* Assignment *
Reproduce all of the entries below exactly, without a single change.
*** Opening of Provided records ***
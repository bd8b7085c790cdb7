//! # Session State
//!
//! Mock authentication. Accounts live in memory for the life of the process;
//! nothing leaves the machine.
//!
//! ```text
//! register(form) ──► validate ──► sleep(auth delay) ──► hash ──► account + signed in
//! login(email, pw) ─────────────► sleep(auth delay) ──► verify ─► signed in
//! logout() ─────────────────────────────────────────────────────► signed out
//! ```

use std::collections::HashMap;
use std::sync::{Mutex, MutexGuard, PoisonError};
use std::time::Duration;

use argon2::password_hash::SaltString;
use argon2::{Argon2, PasswordHash, PasswordHasher, PasswordVerifier};
use serde::Deserialize;
use thiserror::Error;
use tracing::{debug, info};
use uuid::Uuid;

use bite_core::validation::validate_registration;
use bite_core::{User, ValidationError};

/// Authentication failures.
#[derive(Debug, Error)]
pub enum AuthError {
    #[error(transparent)]
    Validation(#[from] ValidationError),

    #[error("An account with email {0} already exists")]
    EmailTaken(String),

    /// Deliberately does not say which of email or password was wrong.
    #[error("Invalid email or password")]
    InvalidCredentials,

    #[error("Please sign in first")]
    NotAuthenticated,

    #[error("Password hashing failed: {0}")]
    Hashing(String),
}

/// Registration form as submitted.
#[derive(Debug, Clone, Default, PartialEq, Eq, Deserialize)]
#[serde(rename_all = "camelCase")]
pub struct RegisterForm {
    pub name: String,
    pub email: String,
    pub password: String,
    pub confirm_password: String,
}

struct Account {
    user: User,
    password_hash: String,
}

#[derive(Default)]
struct Sessions {
    /// Keyed by lowercased email.
    accounts: HashMap<String, Account>,
    current: Option<User>,
}

/// Accounts plus the signed-in user.
pub struct SessionState {
    inner: Mutex<Sessions>,
    delay: Duration,
}

impl std::fmt::Debug for SessionState {
    fn fmt(&self, f: &mut std::fmt::Formatter<'_>) -> std::fmt::Result {
        f.debug_struct("SessionState")
            .field("current", &self.current_user())
            .field("delay", &self.delay)
            .finish_non_exhaustive()
    }
}

impl SessionState {
    /// `delay` stands in for the round trip to an auth server.
    pub fn new(delay: Duration) -> Self {
        SessionState {
            inner: Mutex::new(Sessions::default()),
            delay,
        }
    }

    /// Creates an account and signs it in.
    pub async fn register(&self, form: RegisterForm) -> Result<User, AuthError> {
        validate_registration(&form.name, &form.email, &form.password, &form.confirm_password)?;

        let key = normalize_email(&form.email);
        if self.lock().accounts.contains_key(&key) {
            return Err(AuthError::EmailTaken(form.email.trim().to_string()));
        }

        tokio::time::sleep(self.delay).await;

        let password_hash = hash_password(&form.password)?;
        let user = User {
            id: Uuid::new_v4().to_string(),
            email: form.email.trim().to_string(),
            name: form.name.trim().to_string(),
            phone: None,
        };

        let mut sessions = self.lock();
        // Re-check: another registration may have landed during the delay.
        if sessions.accounts.contains_key(&key) {
            return Err(AuthError::EmailTaken(user.email));
        }
        sessions.accounts.insert(
            key,
            Account {
                user: user.clone(),
                password_hash,
            },
        );
        sessions.current = Some(user.clone());

        info!(user_id = %user.id, "Account created");
        Ok(user)
    }

    /// Signs in an existing account.
    pub async fn login(&self, email: &str, password: &str) -> Result<User, AuthError> {
        tokio::time::sleep(self.delay).await;

        let mut sessions = self.lock();
        let account = sessions
            .accounts
            .get(&normalize_email(email))
            .ok_or(AuthError::InvalidCredentials)?;

        if !verify_password(password, &account.password_hash) {
            debug!("Password mismatch");
            return Err(AuthError::InvalidCredentials);
        }

        let user = account.user.clone();
        sessions.current = Some(user.clone());

        info!(user_id = %user.id, "Signed in");
        Ok(user)
    }

    /// Signs out. Returns who was signed in, if anyone.
    pub fn logout(&self) -> Option<User> {
        let user = self.lock().current.take();
        if let Some(user) = &user {
            info!(user_id = %user.id, "Signed out");
        }
        user
    }

    pub fn current_user(&self) -> Option<User> {
        self.lock().current.clone()
    }

    pub fn is_authenticated(&self) -> bool {
        self.lock().current.is_some()
    }

    /// The signed-in user, or [`AuthError::NotAuthenticated`].
    pub fn require_user(&self) -> Result<User, AuthError> {
        self.current_user().ok_or(AuthError::NotAuthenticated)
    }

    fn lock(&self) -> MutexGuard<'_, Sessions> {
        self.inner.lock().unwrap_or_else(PoisonError::into_inner)
    }
}

fn normalize_email(email: &str) -> String {
    email.trim().to_lowercase()
}

/// PHC-format argon2 hash. The salt comes from a v4 UUID's random bytes.
fn hash_password(password: &str) -> Result<String, AuthError> {
    let salt = SaltString::encode_b64(Uuid::new_v4().as_bytes())
        .map_err(|e| AuthError::Hashing(e.to_string()))?;

    Argon2::default()
        .hash_password(password.as_bytes(), &salt)
        .map(|hash| hash.to_string())
        .map_err(|e| AuthError::Hashing(e.to_string()))
}

fn verify_password(password: &str, hash: &str) -> bool {
    let Ok(parsed) = PasswordHash::new(hash) else {
        return false;
    };

    Argon2::default()
        .verify_password(password.as_bytes(), &parsed)
        .is_ok()
}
*** Close of Provided records ***
* Written reply *
repository bd8b7085c790cdb7
//! # Session State
//!
//! Mock authentication. Accounts live in memory for the life of the process;
//! nothing leaves the machine.
//!
//! ```text
//! register(form) ──► validate ──► sleep(auth delay) ──► hash ──► account + signed in
//! login(email, pw) ─────────────► sleep(auth delay) ──► verify ─► signed in
//! logout() ─────────────────────────────────────────────────────► signed out
//! ```

use std::collections::HashMap;
use std::sync::{Mutex, MutexGuard, PoisonError};
use std::time::Duration;

use argon2::password_hash::SaltString;
use argon2::{Argon2, PasswordHash, PasswordHasher, PasswordVerifier};
use serde::Deserialize;
use thiserror::Error;
use tracing::{debug, info};
use uuid::Uuid;

use bite_core::validation::validate_registration;
use bite_core::{User, ValidationError};

/// Authentication failures.
#[derive(Debug, Error)]
pub enum AuthError {
    #[error(transparent)]
    Validation(#[from] ValidationError),

    #[error("An account with email {0} already exists")]
    EmailTaken(String),

    /// Deliberately does not say which of email or password was wrong.
    #[error("Invalid email or password")]
    InvalidCredentials,

    #[error("Please sign in first")]
    NotAuthenticated,

    #[error("Password hashing failed: {0}")]
    Hashing(String),
}

/// Registration form as submitted.
#[derive(Debug, Clone, Default, PartialEq, Eq, Deserialize)]
#[serde(rename_all = "camelCase")]
pub struct RegisterForm {
    pub name: String,
    pub email: String,
    pub password: String,
    pub confirm_password: String,
}

struct Account {
    user: User,
    password_hash: String,
}

#[derive(Default)]
struct Sessions {
    /// Keyed by lowercased email.
    accounts: HashMap<String, Account>,
    current: Option<User>,
}

/// Accounts plus the signed-in user.
pub struct SessionState {
    inner: Mutex<Sessions>,
    delay: Duration,
}

impl std::fmt::Debug for SessionState {
    fn fmt(&self, f: &mut std::fmt::Formatter<'_>) -> std::fmt::Result {
        f.debug_struct("SessionState")
            .field("current", &self.current_user())
            .field("delay", &self.delay)
            .finish_non_exhaustive()
    }
}

impl SessionState {
    /// `delay` stands in for the round trip to an auth server.
    pub fn new(delay: Duration) -> Self {
        SessionState {
            inner: Mutex::new(Sessions::default()),
            delay,
        }
    }

    /// Creates an account and signs it in.
    pub async fn register(&self, form: RegisterForm) -> Result<User, AuthError> {
        validate_registration(&form.name, &form.email, &form.password, &form.confirm_password)?;

        let key = normalize_email(&form.email);
        if self.lock().accounts.contains_key(&key) {
            return Err(AuthError::EmailTaken(form.email.trim().to_string()));
        }

        tokio::time::sleep(self.delay).await;

        let password_hash = hash_password(&form.password)?;
        let user = User {
            id: Uuid::new_v4().to_string(),
            email: form.email.trim().to_string(),
            name: form.name.trim().to_string(),
            phone: None,
        };

        let mut sessions = self.lock();
        // Re-check: another registration may have landed during the delay.
        if sessions.accounts.contains_key(&key) {
            return Err(AuthError::EmailTaken(user.email));
        }
        sessions.accounts.insert(
            key,
            Account {
                user: user.clone(),
                password_hash,
            },
        );
        sessions.current = Some(user.clone());

        info!(user_id = %user.id, "Account created");
        Ok(user)
    }

    /// Signs in an existing account.
    pub async fn login(&self, email: &str, password: &str) -> Result<User, AuthError> {
        tokio::time::sleep(self.delay).await;

        let mut sessions = self.lock();
        let account = sessions
            .accounts
            .get(&normalize_email(email))
            .ok_or(AuthError::InvalidCredentials)?;

        if !verify_password(password, &account.password_hash) {
            debug!("Password mismatch");
            return Err(AuthError::InvalidCredentials);
        }

        let user = account.user.clone();
        sessions.current = Some(user.clone());

        info!(user_id = %user.id, "Signed in");
        Ok(user)
    }

    /// Signs out. Returns who was signed in, if anyone.
    pub fn logout(&self) -> Option<User> {
        let user = self.lock().current.take();
        if let Some(user) = &user {
            info!(user_id = %user.id, "Signed out");
        }
        user
    }

    pub fn current_user(&self) -> Option<User> {
        self.lock().current.clone()
    }

    pub fn is_authenticated(&self) -> bool {
        self.lock().current.is_some()
    }

    /// The signed-in user, or [`AuthError::NotAuthenticated`].
    pub fn require_user(&self) -> Result<User, AuthError> {
        self.current_user().ok_or(AuthError::NotAuthenticated)
    }

    fn lock(&self) -> MutexGuard<'_, Sessions> {
        self.inner.lock().unwrap_or_else(PoisonError::into_inner)
    }
}

fn normalize_email(email: &str) -> String {
    email.trim().to_lowercase()
}

/// PHC-format argon2 hash. The salt comes from a v4 UUID's random bytes.
fn hash_password(password: &str) -> Result<String, AuthError> {
    let salt = SaltString::encode_b64(Uuid::new_v4().as_bytes())
        .map_err(|e| AuthError::Hashing(e.to_string()))?;

    Argon2::default()
        .hash_password(password.as_bytes(), &salt)
        .map(|hash| hash.to_string())
        .map_err(|e| AuthError::Hashing(e.to_string()))
}

fn verify_password(password: &str, hash: &str) -> bool {
    let Ok(parsed) = PasswordHash::new(hash) else {
        return false;
    };

    Argon2::default()
        .verify_password(password.as_bytes(), &parsed)
        .is_ok()
}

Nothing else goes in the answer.